= Maurice Hegeman =

Maurice Hegeman (c. 1848 – died February 1913) was an American musical theatre actor, playwright, librettist, and the inventor of the Brooklyn cocktail. He wrote the book and lyrics for the road musical Gay New York (1905), and starred in several Broadway productions, and Other big organizations produced by Florenz Ziegfeld Jr.

==Life and career==
A native of Cincinnati, Ohio, Maurice Hegeman began his career as the stage manager of an opera company in his native city. He moved to Brooklyn, New York and worked as an actor on Broadway. He first drew attention in the New York theatre as the playwright and lyricist for the musical Gay New York which toured to Broadway's Murray Hill Theatre in February 1906. A successful "road musical" starring Dan Mason, the production had a long tour through the mid-western and eastern portions of the United States that began in the autumn of 1905.

In 1908–1909 Hegeman starred in Ludwig Engländer's musical Miss Innocence at the New York Theatre; playing the triple roles of The Marquis de Chabert, Schmalz, and Dr. Charcot. It was the first of several musicals produced by Florenz Ziegfeld Jr. that he would star in; including Ziegfeld Follies of 1909, Ziegfeld Follies of 1910, and The Pink Lady (1911 and 1912 revival, Dr. Mazou).
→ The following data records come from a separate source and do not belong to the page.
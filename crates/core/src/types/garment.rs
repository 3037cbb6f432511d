//! Garment vocabulary shared with the wardrobe backend.
//!
//! The backend stores these as plain strings, so the serde spellings here
//! must match the wire values exactly (note the irregular "T-shirt").

use core::fmt;

use serde::{Deserialize, Serialize};

/// Error returned when parsing a garment enum from an unknown string.
#[derive(thiserror::Error, Debug, Clone)]
#[error("unknown {kind}: {value}")]
pub struct UnknownVariant {
    /// Which vocabulary was being parsed (e.g. "category").
    pub kind: &'static str,
    /// The rejected input.
    pub value: String,
}

/// Wardrobe slot a garment occupies.
#[derive(Debug, Clone, Copy, PartialEq, Eq, Hash, Serialize, Deserialize)]
pub enum Category {
    Top,
    Bottom,
    Shoe,
}

impl Category {
    /// All categories, in form-display order.
    pub const ALL: [Self; 3] = [Self::Top, Self::Bottom, Self::Shoe];

    /// The wire spelling of this category.
    #[must_use]
    pub const fn as_str(self) -> &'static str {
        match self {
            Self::Top => "Top",
            Self::Bottom => "Bottom",
            Self::Shoe => "Shoe",
        }
    }

    /// Parse a category from its wire spelling.
    ///
    /// # Errors
    ///
    /// Returns [`UnknownVariant`] for any other input.
    pub fn parse(s: &str) -> Result<Self, UnknownVariant> {
        Self::ALL
            .into_iter()
            .find(|c| c.as_str() == s)
            .ok_or_else(|| UnknownVariant {
                kind: "category",
                value: s.to_owned(),
            })
    }
}

impl fmt::Display for Category {
    fn fmt(&self, f: &mut fmt::Formatter<'_>) -> fmt::Result {
        f.write_str(self.as_str())
    }
}

/// Specific kind of garment.
#[derive(Debug, Clone, Copy, PartialEq, Eq, Hash, Serialize, Deserialize)]
pub enum GarmentType {
    #[serde(rename = "T-shirt")]
    TShirt,
    Shirt,
    Pants,
    Jeans,
    Shoes,
}

impl GarmentType {
    /// All garment types, in form-display order.
    pub const ALL: [Self; 5] = [
        Self::TShirt,
        Self::Shirt,
        Self::Pants,
        Self::Jeans,
        Self::Shoes,
    ];

    /// The wire spelling of this garment type.
    #[must_use]
    pub const fn as_str(self) -> &'static str {
        match self {
            Self::TShirt => "T-shirt",
            Self::Shirt => "Shirt",
            Self::Pants => "Pants",
            Self::Jeans => "Jeans",
            Self::Shoes => "Shoes",
        }
    }

    /// Parse a garment type from its wire spelling.
    ///
    /// # Errors
    ///
    /// Returns [`UnknownVariant`] for any other input.
    pub fn parse(s: &str) -> Result<Self, UnknownVariant> {
        Self::ALL
            .into_iter()
            .find(|t| t.as_str() == s)
            .ok_or_else(|| UnknownVariant {
                kind: "garment type",
                value: s.to_owned(),
            })
    }
}

impl fmt::Display for GarmentType {
    fn fmt(&self, f: &mut fmt::Formatter<'_>) -> fmt::Result {
        f.write_str(self.as_str())
    }
}

/// Occasion a garment is suited for.
#[derive(Debug, Clone, Copy, PartialEq, Eq, Hash, Serialize, Deserialize)]
pub enum Occasion {
    Casual,
    Formal,
    Party,
}

impl Occasion {
    /// All occasions, in form-display order.
    pub const ALL: [Self; 3] = [Self::Casual, Self::Formal, Self::Party];

    /// The wire spelling of this occasion.
    #[must_use]
    pub const fn as_str(self) -> &'static str {
        match self {
            Self::Casual => "Casual",
            Self::Formal => "Formal",
            Self::Party => "Party",
        }
    }

    /// Parse an occasion from its wire spelling.
    ///
    /// # Errors
    ///
    /// Returns [`UnknownVariant`] for any other input.
    pub fn parse(s: &str) -> Result<Self, UnknownVariant> {
        Self::ALL
            .into_iter()
            .find(|o| o.as_str() == s)
            .ok_or_else(|| UnknownVariant {
                kind: "occasion",
                value: s.to_owned(),
            })
    }
}

impl fmt::Display for Occasion {
    fn fmt(&self, f: &mut fmt::Formatter<'_>) -> fmt::Result {
        f.write_str(self.as_str())
    }
}

#[cfg(test)]
#[allow(clippy::unwrap_used)]
mod tests {
    use super::*;

    #[test]
    fn test_category_parse_roundtrip() {
        for cat in Category::ALL {
            assert_eq!(Category::parse(cat.as_str()).unwrap(), cat);
        }
        assert!(Category::parse("Hat").is_err());
    }

    #[test]
    fn test_garment_type_wire_spelling() {
        // The backend uses the irregular "T-shirt" spelling.
        assert_eq!(GarmentType::TShirt.as_str(), "T-shirt");
        assert_eq!(GarmentType::parse("T-shirt").unwrap(), GarmentType::TShirt);
        assert!(GarmentType::parse("Tshirt").is_err());
    }

    #[test]
    fn test_garment_type_serde_matches_as_str() {
        for ty in GarmentType::ALL {
            let json = serde_json::to_string(&ty).unwrap();
            assert_eq!(json, format!("\"{}\"", ty.as_str()));
        }
    }

    #[test]
    fn test_occasion_parse() {
        assert_eq!(Occasion::parse("Party").unwrap(), Occasion::Party);
        assert!(Occasion::parse("party").is_err());
    }

    #[test]
    fn test_unknown_variant_display() {
        let err = Category::parse("Scarf").unwrap_err();
        assert_eq!(err.to_string(), "unknown category: Scarf");
    }
}
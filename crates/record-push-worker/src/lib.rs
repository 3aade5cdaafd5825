//! Outbound push worker.
//!
//! Drives the local-to-remote direction of sync, one entity table at a
//! time: collect the locally pending rows, attempt one bulk upsert, and on
//! bulk failure fall back to strictly sequential per-row pushes. Row
//! outcomes land on the rows themselves (`synced`, or `failed` with a
//! user-facing message from the error classifier) and are aggregated into a
//! [`PushReport`] so a caller can decide whether a retry is worth
//! scheduling. Ids are parked in the shared in-flight registry around each
//! network attempt so the broadcast parser suppresses our own echoes.

mod remote;
mod report;
mod worker;

pub use remote::{RemoteError, RemoteTableWriter, RestTableClient};
pub use report::{PushFailure, PushReport};
pub use worker::{classify_remote, PushWorker, PushWorkerConfig};
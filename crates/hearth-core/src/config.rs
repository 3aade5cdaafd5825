//! Engine configuration.

use serde::{Deserialize, Serialize};

/// Default remote API URL (can be overridden at compile time via HEARTH_REMOTE_URL).
pub const DEFAULT_REMOTE_URL: &str = match option_env!("HEARTH_REMOTE_URL") {
    Some(url) => url,
    None => "https://hearth.example.supabase.co",
};

/// Default remote publishable key (overridable at compile time via HEARTH_REMOTE_KEY).
pub const DEFAULT_REMOTE_KEY: &str = match option_env!("HEARTH_REMOTE_KEY") {
    Some(key) => key,
    None => "public-anon-key",
};

/// Default log level.
pub const DEFAULT_LOG_LEVEL: &str = "info";

/// Sync engine configuration.
#[derive(Debug, Clone, Serialize, Deserialize)]
pub struct Config {
    /// Log level (trace, debug, info, warn, error).
    pub log_level: String,
    /// Remote store API URL.
    #[serde(default = "default_remote_url")]
    pub remote_url: String,
    /// Remote publishable API key (public, safe to expose).
    #[serde(default = "default_remote_key")]
    pub remote_key: String,
}

fn default_remote_url() -> String {
    DEFAULT_REMOTE_URL.to_string()
}

fn default_remote_key() -> String {
    DEFAULT_REMOTE_KEY.to_string()
}

impl Default for Config {
    fn default() -> Self {
        Self {
            log_level: DEFAULT_LOG_LEVEL.to_string(),
            remote_url: DEFAULT_REMOTE_URL.to_string(),
            remote_key: DEFAULT_REMOTE_KEY.to_string(),
        }
    }
}

impl Config {
    /// Creates a config from defaults, then applies environment overrides.
    pub fn new() -> Self {
        let mut config = Self::default();
        config.load_from_env();
        config
    }

    /// Applies `HEARTH_LOG_LEVEL`, `HEARTH_REMOTE_URL`, and
    /// `HEARTH_REMOTE_KEY` environment overrides when set and non-empty.
    pub fn load_from_env(&mut self) {
        if let Some(level) = non_empty_env("HEARTH_LOG_LEVEL") {
            self.log_level = level;
        }
        if let Some(url) = non_empty_env("HEARTH_REMOTE_URL") {
            self.remote_url = url;
        }
        if let Some(key) = non_empty_env("HEARTH_REMOTE_KEY") {
            self.remote_key = key;
        }
    }
}

fn non_empty_env(key: &str) -> Option<String> {
    std::env::var(key)
        .ok()
        .map(|v| v.trim().to_string())
        .filter(|v| !v.is_empty())
}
In addition to his work in the theatre, Hegeman also worked as bartender at Schmidt Cafe near the Brooklyn side of the Brooklyn Bridge. There he invented the original version of the Brooklyn Cocktail in 1910 which included a mix of hard cider, absinthe, and ginger ale.

Maurice Hegeman died at the age of 65 in St. Louis, Missouri during the last week of February 1913 due to complications from surgery. At the time of his death, he was starring in the national tour of The Pink Lady alongside his wife, the actress Alice Hegeman (1880–1970).